A sum-modified-Laplacian and sparse representation based multimodal medical image fusion in Laplacian pyramid domain.

Abstract

Fusion of multimodal medical images provides complementary information for diagnosis, surgical planning, and clinical outcome evaluation. Although the multiscale decomposition-based fusion methods have attracted much attention among researchers, the challenges of determining the decomposition levels and the loss of contrast hindered their applications. Here, we present a multimodal medical images fusion method combining the sum-modified-Laplacian (SML) with sparse representation (SR) in the Laplacian pyramid domain. In this method, we first transformed the original images into the high-pass and low-pass bands by the Laplacian pyramid (LP). Then, we use SML and SR to fuse the high- and low-pass bands, respectively. The proposed method has been compared with different methods including NSST_VGG_MAX, DWT_ARV_BURTS, CVT_MAX_LIS, and NSCT_SR_MAX. We also conducted multiple experiments on four groups of medical images, including CT and MR, T1-weighted MR and T2-weighted MR, PET and MR, as well as SPECT and MR, to demonstrate the advantages of our method.

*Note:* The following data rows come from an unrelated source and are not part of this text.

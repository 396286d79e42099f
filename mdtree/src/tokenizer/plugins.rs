//! Tokenizer plugins.
//!
//! A plugin is a function that configures a [`MarkdownTokenizer`], optionally
//! with parameters. Plugins are applied in order when a parser is built,
//! after the component containers have been registered.
use std::{fmt, sync::Arc};

use log::debug;
use serde_json::Value;

use super::MarkdownTokenizer;
use crate::{token::Token, utils::slugify};

type BarePlugin = Arc<dyn Fn(&mut MarkdownTokenizer) + Send + Sync>;
type ParamPlugin = Arc<dyn Fn(&mut MarkdownTokenizer, &[Value]) + Send + Sync>;

/// A tokenizer plugin together with its parameters.
#[derive(Clone)]
pub enum TokenizerPlugin {
  /// Plugin applied without parameters.
  Bare(BarePlugin),
  /// Plugin applied with trailing parameters.
  WithParams(ParamPlugin, Vec<Value>),
}

impl TokenizerPlugin {
  pub fn bare<F>(plugin: F) -> Self
  where
    F: Fn(&mut MarkdownTokenizer) + Send + Sync + 'static,
  {
    Self::Bare(Arc::new(plugin))
  }

  pub fn with_params<F>(plugin: F, params: Vec<Value>) -> Self
  where
    F: Fn(&mut MarkdownTokenizer, &[Value]) + Send + Sync + 'static,
  {
    Self::WithParams(Arc::new(plugin), params)
  }

  /// Generic `:::` containers for `names`. Such containers become `div`
  /// elements unless a component block of the same name is configured.
  #[must_use]
  pub fn containers<I, S>(names: I) -> Self
  where
    I: IntoIterator<Item = S>,
    S: Into<String>,
  {
    let params = names
      .into_iter()
      .map(|name| Value::String(name.into()))
      .collect();
    Self::with_params(containers, params)
  }

  /// Slugified `id` attributes on headings.
  #[must_use]
  pub fn heading_ids() -> Self {
    Self::bare(heading_ids)
  }

  /// Run the plugin against `tokenizer`.
  pub fn apply(&self, tokenizer: &mut MarkdownTokenizer) {
    match self {
      Self::Bare(plugin) => {
        debug!("Applying tokenizer plugin");
        plugin(tokenizer);
      },
      Self::WithParams(plugin, params) => {
        debug!("Applying tokenizer plugin with {} param(s)", params.len());
        plugin(tokenizer, params);
      },
    }
  }
}

impl fmt::Debug for TokenizerPlugin {
  fn fmt(&self, f: &mut fmt::Formatter<'_>) -> fmt::Result {
    match self {
      Self::Bare(_) => f.write_str("TokenizerPlugin::Bare(..)"),
      Self::WithParams(_, params) => {
        f.debug_tuple("TokenizerPlugin::WithParams")
          .field(&"..")
          .field(params)
          .finish()
      },
    }
  }
}

/// Register every string parameter as a container name. Non-string
/// parameters are ignored.
pub fn containers(tokenizer: &mut MarkdownTokenizer, params: &[Value]) {
  for name in params.iter().filter_map(Value::as_str) {
    tokenizer.enable_container(name);
  }
}

/// Add a slugified `id` to every heading that doesn't already carry one.
pub fn heading_ids(tokenizer: &mut MarkdownTokenizer) {
  tokenizer.add_transformer(|tokens: &mut Vec<Token>| add_heading_ids(tokens));
}

fn add_heading_ids(tokens: &mut [Token]) {
  for i in 0..tokens.len() {
    if tokens[i].ty != "heading_open" || tokens[i].attr_value("id").is_some() {
      continue;
    }

    let Some(inline) = tokens.get(i + 1).filter(|t| t.ty == "inline") else {
      continue;
    };

    let id = slugify(&inline.content);
    if !id.is_empty() {
      tokens[i].set_attr("id", id);
    }
  }
}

Visual and quantitative results illustrate that our method can produce the fused images with better brightness contrast and retain more image details than other evaluated methods on the basis of MI, LAB/F, QAB/F, and Qw. Furthermore, our method could preserve more fine and useful functional information with better image contrast, which is highly relevant in the assessment of lesion shapes and positions. Graphical abstract The basic framework of the proposed fusion method based on sum-modified-Laplacian and sparse representation based in Laplacian pyramid domain using CT and MR images. In the proposed method, the source images are transformed into the low-pass bands and the high-pass bands using the Laplacian pyramid (LP). The low-pass bands are fused by SR, while SML is used to fuse the high-pass bands. Visual and quantitative results show that the proposed method can produce fused images with better brightness contrast and retain more image details than the other compared methods.